Is this going to be enough to attract bids for a grounded airline? Many banking executives
CNBC-TV18 spoke to did not sound too confident. While the banking executives insisted it would be premature to conclude that no bids would be received, they also admitted that they were prepared for a large haircut.
With the operations grounded, banking executives in the consortium told
CNBC-TV18 on the condition of anonymity that haircuts will be inevitable. Aside from Rs 8,500 crores of debt to banks, Jet Airways has other liabilities of Rs 5,000 crores, taking the airline’s total liabilities to about Rs 13,500 crores, banking sources told CNBC-TV18.
A senior executive of a large bank in the consortium said it is unlikely that the second round of bidding would be conducted, adding that if no suitors come forward with binding bids, banks will consider directly negotiating with other players that come forward.
While bank officials
CNBC-TV18 spoke to did not offer names of other interested suitors, speculation has been rife about players like Tata Group and Qatar Airways potentially coming forward later. CNBC-TV18 could not independently verify if Qatar Airways or Tata Group have initiated discussions on this front yet.

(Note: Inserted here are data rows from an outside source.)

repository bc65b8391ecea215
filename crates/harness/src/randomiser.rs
// This code is part of paulidecomp.
//
// (C) Copyright the paulidecomp developers 2026
//
// This code is licensed under the Apache License, Version 2.0. You may
// obtain a copy of this license in the LICENSE.txt file in the root directory
// of this source tree or at http://www.apache.org/licenses/LICENSE-2.0.
//
// Any modifications or derivative works of this code must retain this
// copyright notice, and modified files need to carry a notice indicating
// that they have been altered from the originals.

use ndarray::Array2;
use num_complex::Complex64;
use rand::prelude::*;
use rand::seq::index;
use rand_distr::StandardNormal;

use paulidecomp_core::Pauli;
use paulidecomp_core::pauli::label_from_paulis;

/// A dense operator on `num_qubits` qubits whose real and imaginary parts are each uniform in
/// `[0, 1)`.
pub fn random_matrix<R: Rng + ?Sized>(rng: &mut R, num_qubits: usize) -> Array2<Complex64> {
    let side = 1 << num_qubits;
    Array2::from_shape_simple_fn((side, side), || {
        Complex64::new(rng.random::<f64>(), rng.random::<f64>())
    })
}

/// A dense operator drawn from the Ginibre ensemble: independent complex normal entries with unit
/// variance.
pub fn random_ginibre_matrix<R: Rng + ?Sized>(rng: &mut R, num_qubits: usize) -> Array2<Complex64> {
    let side = 1 << num_qubits;
    Array2::from_shape_simple_fn((side, side), || {
        Complex64::new(rng.sample(StandardNormal), rng.sample(StandardNormal))
            * std::f64::consts::FRAC_1_SQRT_2
    })
}

/// A Pauli label on `num_qubits` qubits with exactly `num_non_identity` non-identity operators,
/// placed on distinct qubits chosen uniformly, each independently one of X, Y or Z.
///
/// # Panics
///
/// If `num_non_identity > num_qubits`.
pub fn random_pauli_label<R: Rng + ?Sized>(
    rng: &mut R,
    num_qubits: usize,
    num_non_identity: usize,
) -> usize {
    assert!(
        num_non_identity <= num_qubits,
        "cannot place {num_non_identity} operators on {num_qubits} qubits"
    );
    let mut paulis = vec![Pauli::I; num_qubits];
    for qubit in index::sample(rng, num_qubits, num_non_identity) {
        paulis[qubit] = Pauli::ALL[rng.random_range(1..4)];
    }
    label_from_paulis(&paulis)
}
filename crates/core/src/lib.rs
// This code is part of paulidecomp.
//
// (C) Copyright the paulidecomp developers 2026
//
// This code is licensed under the Apache License, Version 2.0. You may
// obtain a copy of this license in the LICENSE.txt file in the root directory
// of this source tree or at http://www.apache.org/licenses/LICENSE-2.0.
//
// Any modifications or derivative works of this code must retain this
// copyright notice, and modified files need to carry a notice indicating
// that they have been altered from the originals.

use std::env;

use ndarray::ArrayView2;
use num_complex::Complex64;
use num_traits::Zero;
use thiserror::Error;

pub mod bit_ops;
pub mod composed_sparse;
pub mod direct_recurrence;
pub mod method;
pub mod pauli;
pub mod recursive_split;
pub mod transform_reorder;
pub mod util;


pub use method::Method;
pub use pauli::Pauli;

/// Operators with at least this many qubits are decomposed with Rayon, if threading is allowed.
pub const PARALLEL_THRESHOLD: usize = 7;

/// Whether the kernels may spawn work onto the Rayon thread pool.
///
/// If the caller has set `PAULIDECOMP_IN_PARALLEL=TRUE` it is already parallelising over calls
/// into this library, so we stay single-threaded unless `PAULIDECOMP_FORCE_THREADS=TRUE`.
#[inline]
pub fn getenv_use_multiple_threads() -> bool {
    let parallel_context = env::var("PAULIDECOMP_IN_PARALLEL")
        .unwrap_or_else(|_| "FALSE".to_string())
        .to_uppercase()
        == "TRUE";
    let force_threads = env::var("PAULIDECOMP_FORCE_THREADS")
        .unwrap_or_else(|_| "FALSE".to_string())
        .to_uppercase()
        == "TRUE";
    !parallel_context || force_threads
}

/// Should a kernel on this many qubits run in parallel?
#[inline]
pub(crate) fn run_in_parallel(num_qubits: usize) -> bool {
    num_qubits >= PARALLEL_THRESHOLD && getenv_use_multiple_threads()
}

#[derive(Error, Debug, Clone, PartialEq, Eq)]
pub enum DecomposeError {
    #[error("operators must be square with a power-of-two side length, not {0:?}")]
    BadShape([usize; 2]),
    #[error("label {label} is out of range for an operator on {num_qubits} qubits")]
    LabelOutOfRange { label: usize, num_qubits: usize },
    #[error("coefficient vectors must have a power-of-four length, not {0}")]
    BadLength(usize),
    #[error("'{0}' is not a valid Pauli label")]
    BadLabel(String),
    #[error("'{0}' is not a known decomposition method")]
    BadMethod(String),
}

/// The number of qubits an operator acts on, or an error if it isn't a non-empty square matrix
/// with a power-of-two side length.
pub fn num_qubits_of(operator: &ArrayView2<Complex64>) -> Result<usize, DecomposeError> {
    let shape = [operator.nrows(), operator.ncols()];
    if shape[0].is_zero() || !shape[0].is_power_of_two() || shape[0] != shape[1] {
        return Err(DecomposeError::BadShape(shape));
    }
    Ok(shape[0].ilog2() as usize)
}

/// Validate an operator together with a set of labels to evaluate on it.
pub(crate) fn check_labels(
    operator: &ArrayView2<Complex64>,
    labels: &[usize],
) -> Result<usize, DecomposeError> {
    let num_qubits = num_qubits_of(operator)?;
    labels
        .iter()
        .try_for_each(|&label| pauli::check_label(label, num_qubits))?;
    Ok(num_qubits)
}

/// Pick out the coefficients for `labels` from a full decomposition, in order and with repeats.
pub fn select_labels(coeffs: &[Complex64], labels: &[usize]) -> Vec<Complex64> {
    labels.iter().map(|&label| coeffs[label]).collect()
}
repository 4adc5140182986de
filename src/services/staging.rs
use crate::utils::validation::declared_extension;
use bytes::Bytes;
use std::io::Write;
use std::path::{Path, PathBuf};
use std::time::{SystemTime, UNIX_EPOCH};
use tempfile::NamedTempFile;
use thiserror::Error;
use uuid::Uuid;

#[derive(Debug, Error)]
pub enum StagingError {
    #[error("Failed to create staging directory {path}: {source}")]
    CreateDir {
        path: PathBuf,
        #[source]
        source: std::io::Error,
    },

    #[error("Failed to stage {path}: {source}")]
    Write {
        path: PathBuf,
        #[source]
        source: std::io::Error,
    },

    #[error("Failed to remove staged file {path}: {source}")]
    Remove {
        path: PathBuf,
        #[source]
        source: std::io::Error,
    },
}

/// A payload that has been written to the staging directory.
#[derive(Debug, Clone)]
pub struct StagedObject {
    pub path: PathBuf,
    /// `{nanos}_{uuid}{ext}`, also used as the attachment name upstream.
    pub file_name: String,
    pub size: u64,
}

/// Local transient storage for uploads awaiting relay.
///
/// Names are collision-free by construction, so concurrent uploads need no
/// coordination here.
#[derive(Debug, Clone)]
pub struct StagingStore {
    dir: PathBuf,
}

impl StagingStore {
    pub fn new(dir: impl Into<PathBuf>) -> Self {
        Self { dir: dir.into() }
    }

    pub fn dir(&self) -> &Path {
        &self.dir
    }

    /// Creates the staging directory (and parents) if it is missing.
    pub async fn ensure_dir(&self) -> Result<(), StagingError> {
        tokio::fs::create_dir_all(&self.dir)
            .await
            .map_err(|source| StagingError::CreateDir {
                path: self.dir.clone(),
                source,
            })
    }

    /// `{unix-nanos}_{uuid-v4}{extension of declared_name}`
    pub fn staged_name(declared_name: &str) -> String {
        let nanos = SystemTime::now()
            .duration_since(UNIX_EPOCH)
            .map(|d| d.as_nanos())
            .unwrap_or_default();
        format!(
            "{}_{}{}",
            nanos,
            Uuid::new_v4(),
            declared_extension(declared_name)
        )
    }

    /// Writes `payload` under a fresh name.
    ///
    /// Bytes land in a temporary sibling first and are renamed into place, so
    /// the final path never holds a partial write.
    pub async fn stage(
        &self,
        payload: Bytes,
        declared_name: &str,
    ) -> Result<StagedObject, StagingError> {
        let file_name = Self::staged_name(declared_name);
        let path = self.dir.join(&file_name);
        let size = payload.len() as u64;

        let dir = self.dir.clone();
        let target = path.clone();
        tokio::task::spawn_blocking(move || write_atomic(&dir, &target, &payload))
            .await
            .map_err(std::io::Error::other)
            .and_then(|res| res)
            .map_err(|source| StagingError::Write {
                path: path.clone(),
                source,
            })?;

        tracing::debug!(path = %path.display(), size, "📝 Staged upload");

        Ok(StagedObject {
            path,
            file_name,
            size,
        })
    }

    /// Deletes a staged file. Callers treat failure as non-fatal.
    pub async fn remove(&self, path: &Path) -> Result<(), StagingError> {
        tokio::fs::remove_file(path)
            .await
            .map_err(|source| StagingError::Remove {
                path: path.to_path_buf(),
                source,
            })
    }
}

fn write_atomic(dir: &Path, target: &Path, payload: &[u8]) -> std::io::Result<()> {
    let mut tmp = NamedTempFile::new_in(dir)?;
    tmp.write_all(payload)?;
    tmp.as_file().sync_all()?;
    tmp.persist_noclobber(target).map_err(|e| e.error)?;
    Ok(())
}
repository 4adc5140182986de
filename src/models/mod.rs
use bytes::Bytes;
use chrono::{DateTime, Utc};
use serde::{Deserialize, Serialize};
use std::fmt;
use utoipa::ToSchema;

/// Platform-assigned identifier of a relayed object (the Discord message id).
///
/// This is the only public reference to an uploaded object. Nothing maps it
/// back to local state; the remote platform is the source of truth.
#[derive(Debug, Clone, PartialEq, Eq, Hash, Serialize, Deserialize)]
#[serde(transparent)]
pub struct ObjectHandle(String);

impl ObjectHandle {
    pub fn new(id: impl Into<String>) -> Self {
        Self(id.into())
    }

    pub fn as_str(&self) -> &str {
        &self.0
    }
}

impl fmt::Display for ObjectHandle {
    fn fmt(&self, f: &mut fmt::Formatter<'_>) -> fmt::Result {
        f.write_str(&self.0)
    }
}

impl From<String> for ObjectHandle {
    fn from(id: String) -> Self {
        Self(id)
    }
}

/// The single destination channel every object is relayed to.
#[derive(Debug, Clone, PartialEq, Eq)]
pub struct ContainerId(String);

impl ContainerId {
    pub fn new(id: impl Into<String>) -> Self {
        Self(id.into())
    }

    pub fn as_str(&self) -> &str {
        &self.0
    }
}

impl fmt::Display for ContainerId {
    fn fmt(&self, f: &mut fmt::Formatter<'_>) -> fmt::Result {
        f.write_str(&self.0)
    }
}

/// Signed CDN location of an object, as handed back by the platform.
#[derive(Debug, Clone, PartialEq, Eq)]
pub struct ResolvedUrl {
    pub url: String,
    /// When the signature stops being honoured, if the platform told us.
    pub expires_at: Option<DateTime<Utc>>,
}

/// An uploaded payload as received from the multipart form.
#[derive(Debug, Clone)]
pub struct UploadRequest {
    pub payload: Bytes,
    /// Client-declared file name. Only its extension is kept.
    pub file_name: String,
}

impl UploadRequest {
    pub fn size(&self) -> usize {
        self.payload.len()
    }
}

#[derive(Debug, Serialize, Deserialize, ToSchema)]
pub struct UploadResponse {
    /// Public URL of the relayed object
    pub url: String,
}

#[derive(Debug, Serialize, Deserialize, ToSchema)]
pub struct ErrorResponse {
    pub error: String,
}
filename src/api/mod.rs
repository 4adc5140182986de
pub mod error;
pub mod handlers;
pub mod middleware;
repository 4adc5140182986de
use crate::models::{ContainerId, ObjectHandle, ResolvedUrl};
use crate::services::relay::{BlobRelay, RelayError};
use std::sync::Arc;

/// Turns a handle back into a URL the client can be redirected to.
pub struct ObjectResolver {
    relay: Arc<dyn BlobRelay>,
    cdn_origin: String,
}

impl ObjectResolver {
    pub fn new(relay: Arc<dyn BlobRelay>, cdn_origin: impl Into<String>) -> Self {
        Self {
            relay,
            cdn_origin: cdn_origin.into(),
        }
    }

    pub async fn resolve(
        &self,
        container: &ContainerId,
        handle: &ObjectHandle,
        proxy_host: Option<&str>,
    ) -> Result<ResolvedUrl, RelayError> {
        let mut resolved = self.relay.resolve_object(container, handle).await?;

        if let Some(proxy_host) = proxy_host {
            resolved.url = rewrite_cdn_host(&resolved.url, &self.cdn_origin, proxy_host);
        }

        Ok(resolved)
    }
}

/// Swaps the first occurrence of `cdn_origin` for `https://{proxy_host}`.
///
/// Only the first match is replaced so query parameters that happen to embed
/// the origin stay intact. A URL without the origin is returned as is.
pub fn rewrite_cdn_host(url: &str, cdn_origin: &str, proxy_host: &str) -> String {
    if proxy_host.is_empty() || cdn_origin.is_empty() {
        return url.to_string();
    }
    url.replacen(cdn_origin, &format!("https://{}", proxy_host), 1)
}
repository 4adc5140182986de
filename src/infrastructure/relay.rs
use crate::config::RelayConfig;
use crate::services::discord::DiscordRelay;
use anyhow::{Context, Result};
use std::sync::Arc;
use tracing::info;

/// Opens the Discord session. Startup aborts if the token is rejected.
pub async fn setup_relay(config: &RelayConfig) -> Result<Arc<DiscordRelay>> {
    info!(
        "📡 Discord API: {} (Channel: {})",
        config.discord_api_base, config.channel_id
    );

    let relay = DiscordRelay::connect(&config.bot_token, &config.discord_api_base)
        .await
        .context("Failed to open Discord session")?;

    info!("✅ Logged in as '{}'", relay.bot_username());
    Ok(Arc::new(relay))
}
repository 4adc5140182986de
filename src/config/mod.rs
use crate::services::discord::{DISCORD_API_BASE, DISCORD_CDN_ORIGIN};
use crate::utils::validation::MAX_UPLOAD_SIZE;
use anyhow::{Result, bail};
use serde::Deserialize;
use std::env;
use std::path::{Path, PathBuf};

/// Default config file, looked up relative to the working directory.
pub const DEFAULT_CONFIG_FILE: &str = "config.yaml";

/// Relay service configuration
#[derive(Debug, Clone)]
pub struct RelayConfig {
    /// Discord bot token (required)
    pub bot_token: String,

    /// Channel every upload is posted to (required)
    pub channel_id: String,

    /// Local staging directory (default: "uploads")
    pub upload_dir: PathBuf,

    /// Host advertised in returned URLs instead of the request `Host`
    pub public_host: Option<String>,

    /// Host that replaces the CDN origin in redirects
    pub proxy_host: Option<String>,

    /// Delete staged files once relayed (default: true)
    pub auto_delete: bool,

    /// Maximum payload in bytes. Fixed at 25 MiB.
    pub max_upload_size: usize,

    pub discord_api_base: String,
    pub cdn_origin: String,

    /// Optional directory of static assets served at `/static`
    pub static_dir: Option<PathBuf>,
}

impl Default for RelayConfig {
    fn default() -> Self {
        Self {
            bot_token: String::new(),
            channel_id: String::new(),
            upload_dir: PathBuf::from("uploads"),
            public_host: None,
            proxy_host: None,
            auto_delete: true,
            max_upload_size: MAX_UPLOAD_SIZE,
            discord_api_base: DISCORD_API_BASE.to_string(),
            cdn_origin: DISCORD_CDN_ORIGIN.to_string(),
            static_dir: None,
        }
    }
}

/// Shape of `config.yaml` (or `.toml`). Every key is optional.
#[derive(Debug, Default, Deserialize)]
#[serde(default)]
pub struct FileConfig {
    pub bot: BotSection,
    pub upload: UploadSection,
    pub discord: DiscordSection,
    pub public_host: Option<String>,
    /// Older name for `public_host`
    pub proxy_url: Option<String>,
    pub proxy_host: Option<String>,
    pub static_dir: Option<PathBuf>,
}

#[derive(Debug, Default, Deserialize)]
#[serde(default)]
pub struct BotSection {
    pub token: Option<String>,
    pub channel_id: Option<String>,
}

#[derive(Debug, Default, Deserialize)]
#[serde(default)]
pub struct UploadSection {
    pub temp_dir: Option<PathBuf>,
    pub auto_delete: Option<bool>,
}

#[derive(Debug, Default, Deserialize)]
#[serde(default)]
pub struct DiscordSection {
    pub api_base: Option<String>,
    pub cdn_origin: Option<String>,
}

impl FileConfig {
    /// Reads `path`; a missing file yields an empty config.
    pub fn load(path: &Path) -> Result<Self, ::config::ConfigError> {
        ::config::Config::builder()
            .add_source(::config::File::from(path).required(false))
            .build()?
            .try_deserialize()
    }
}

impl RelayConfig {
    /// Load configuration from environment variables only
    pub fn from_env() -> Self {
        Self::layered(FileConfig::default(), |key| env::var(key).ok())
    }

    /// Environment variables over `config_file` over built-in defaults
    pub fn load(config_file: &Path) -> Result<Self> {
        let file = FileConfig::load(config_file)?;
        Ok(Self::layered(file, |key| env::var(key).ok()))
    }

    /// Merges the three layers; `lookup` stands in for the process environment.
    pub fn layered(file: FileConfig, lookup: impl Fn(&str) -> Option<String>) -> Self {
        let default = Self::default();
        let var = |key: &str| lookup(key).filter(|v| !v.trim().is_empty());

        Self {
            bot_token: var("BOT_TOKEN")
                .or(file.bot.token)
                .unwrap_or(default.bot_token),

            channel_id: var("CHANNEL_ID")
                .or(file.bot.channel_id)
                .unwrap_or(default.channel_id),

            upload_dir: var("UPLOAD_TEMP_DIR")
                .map(PathBuf::from)
                .or(file.upload.temp_dir)
                .unwrap_or(default.upload_dir),

            public_host: var("PUBLIC_HOST")
                .or(file.public_host)
                .or(file.proxy_url)
                .filter(|v| !v.is_empty()),

            proxy_host: var("PROXY_HOST")
                .or(file.proxy_host)
                .filter(|v| !v.is_empty()),

            auto_delete: var("AUTO_DELETE")
                .and_then(|v| {
                    let parsed = parse_flag(&v);
                    if parsed.is_none() {
                        tracing::warn!("Ignoring unrecognised AUTO_DELETE value '{}'", v);
                    }
                    parsed
                })
                .or(file.upload.auto_delete)
                .unwrap_or(default.auto_delete),

            max_upload_size: default.max_upload_size,

            discord_api_base: var("DISCORD_API_BASE")
                .or(file.discord.api_base)
                .unwrap_or(default.discord_api_base),

            cdn_origin: var("DISCORD_CDN_ORIGIN")
                .or(file.discord.cdn_origin)
                .unwrap_or(default.cdn_origin),

            static_dir: var("STATIC_DIR").map(PathBuf::from).or(file.static_dir),
        }
    }

    /// Fails when a value the relay cannot run without is missing.
    pub fn validate(&self) -> Result<()> {
        if self.bot_token.is_empty() {
            bail!("CRITICAL: BOT_TOKEN (bot.token) must be set");
        }
        if self.channel_id.is_empty() {
            bail!("CRITICAL: CHANNEL_ID (bot.channel_id) must be set");
        }
        Ok(())
    }
}

/// `true`/`false` in the usual spellings; anything else is `None`.
fn parse_flag(raw: &str) -> Option<bool> {
    match raw.trim().to_ascii_lowercase().as_str() {
        "1" | "true" | "yes" | "on" | "y" | "t" => Some(true),
        "0" | "false" | "no" | "off" | "n" | "f" => Some(false),
        _ => None,
    }
}

#[cfg(test)]
mod tests {
    use super::*;
    use std::collections::HashMap;

    fn env_of(pairs: &[(&str, &str)]) -> impl Fn(&str) -> Option<String> {
        let map: HashMap<String, String> = pairs
            .iter()
            .map(|(k, v)| (k.to_string(), v.to_string()))
            .collect();
        move |key| map.get(key).cloned()
    }

    fn write_config(dir: &Path, body: &str) -> PathBuf {
        let path = dir.join("config.yaml");
        std::fs::write(&path, body).unwrap();
        path
    }

    #[test]
    fn test_default_config() {
        let config = RelayConfig::default();
        assert_eq!(config.max_upload_size, 25 * 1024 * 1024);
        assert!(config.auto_delete);
        assert_eq!(config.upload_dir, PathBuf::from("uploads"));
        assert_eq!(config.cdn_origin, "https://cdn.discordapp.com");
        assert!(config.validate().is_err());
    }

    #[test]
    fn test_file_values_apply_over_defaults() {
        let tmp = tempfile::tempdir().unwrap();
        let path = write_config(
            tmp.path(),
            "bot:\n  token: file-token\n  channel_id: \"1100\"\nupload:\n  temp_dir: /tmp/staging\n  auto_delete: false\nproxy_url: img.example.com\n",
        );

        let file = FileConfig::load(&path).unwrap();
        let config = RelayConfig::layered(file, env_of(&[]));

        assert_eq!(config.bot_token, "file-token");
        assert_eq!(config.channel_id, "1100");
        assert_eq!(config.upload_dir, PathBuf::from("/tmp/staging"));
        assert!(!config.auto_delete);
        assert_eq!(config.public_host.as_deref(), Some("img.example.com"));
        assert!(config.proxy_host.is_none());
        assert!(config.validate().is_ok());
    }

    #[test]
    fn test_env_wins_over_file() {
        let tmp = tempfile::tempdir().unwrap();
        let path = write_config(
            tmp.path(),
            "bot:\n  token: file-token\n  channel_id: \"1100\"\nupload:\n  auto_delete: false\n",
        );

        let file = FileConfig::load(&path).unwrap();
        let config = RelayConfig::layered(
            file,
            env_of(&[
                ("BOT_TOKEN", "env-token"),
                ("AUTO_DELETE", "true"),
                ("PROXY_HOST", "media.example.com"),
            ]),
        );

        assert_eq!(config.bot_token, "env-token");
        assert_eq!(config.channel_id, "1100");
        assert!(config.auto_delete);
        assert_eq!(config.proxy_host.as_deref(), Some("media.example.com"));
    }

    #[test]
    fn test_empty_env_values_are_ignored() {
        let config = RelayConfig::layered(
            FileConfig::default(),
            env_of(&[("PROXY_HOST", ""), ("UPLOAD_TEMP_DIR", "  ")]),
        );
        assert!(config.proxy_host.is_none());
        assert_eq!(config.upload_dir, PathBuf::from("uploads"));
    }

    #[test]
    fn test_missing_file_is_not_an_error() {
        let tmp = tempfile::tempdir().unwrap();
        let file = FileConfig::load(&tmp.path().join("absent.yaml")).unwrap();
        assert!(file.bot.token.is_none());
    }

    #[test]
    fn test_auto_delete_parsing() {
        for (raw, expected) in [
            ("false", false),
            ("FALSE", false),
            ("0", false),
            ("no", false),
            ("off", false),
            (" Off ", false),
            ("1", true),
            ("yes", true),
            ("on", true),
        ] {
            let config =
                RelayConfig::layered(FileConfig::default(), env_of(&[("AUTO_DELETE", raw)]));
            assert_eq!(config.auto_delete, expected, "AUTO_DELETE={}", raw);
        }
    }

    #[test]
    fn test_unrecognised_auto_delete_falls_back_to_file() {
        let tmp = tempfile::tempdir().unwrap();
        let path = write_config(tmp.path(), "upload:\n  auto_delete: false\n");
        let file = FileConfig::load(&path).unwrap();

        let config = RelayConfig::layered(file, env_of(&[("AUTO_DELETE", "maybe")]));
        assert!(!config.auto_delete);

        let config =
            RelayConfig::layered(FileConfig::default(), env_of(&[("AUTO_DELETE", "maybe")]));
        assert!(config.auto_delete);
    }
}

Even as worries mount about the lack of interest in the airline, unsolicited bidders have lined up, showing interest in taking over the airline. For instance, Jet Airways' Employee Consortium has offered to raise Rs 7,000 crore to invest in the airline.
Jason Unsworth, a British entrepreneur, has made claims on his Twitter handle that he has formed a consortium and submitted an Expression of Interest to acquire Jet Airways.
The latest one is London-based AdiGroup's
AdiGro Aviation, which had previously partnered with Naresh Goyal and was subsequently not shortlisted in the EOI round, has on Thursday submitted a binding bid to acquire Jet Airways. AdiPartners chairman Sanjay Vishwanathan told CNBC-TV18 that although his bid will not be considered in this round, he is willing to partner with Etihad Airways if talks materialise.
The clock is now ticking, and if there are no bids received by the end of May 10 and no new serious suitors come forward, banks will be left with little choice.Taking the airline to the bankruptcy court, however, will be the last step the bankers would take, and remains the least preferred route for resolution, said the head of a large bank in the consortium of lenders to Jet Airways.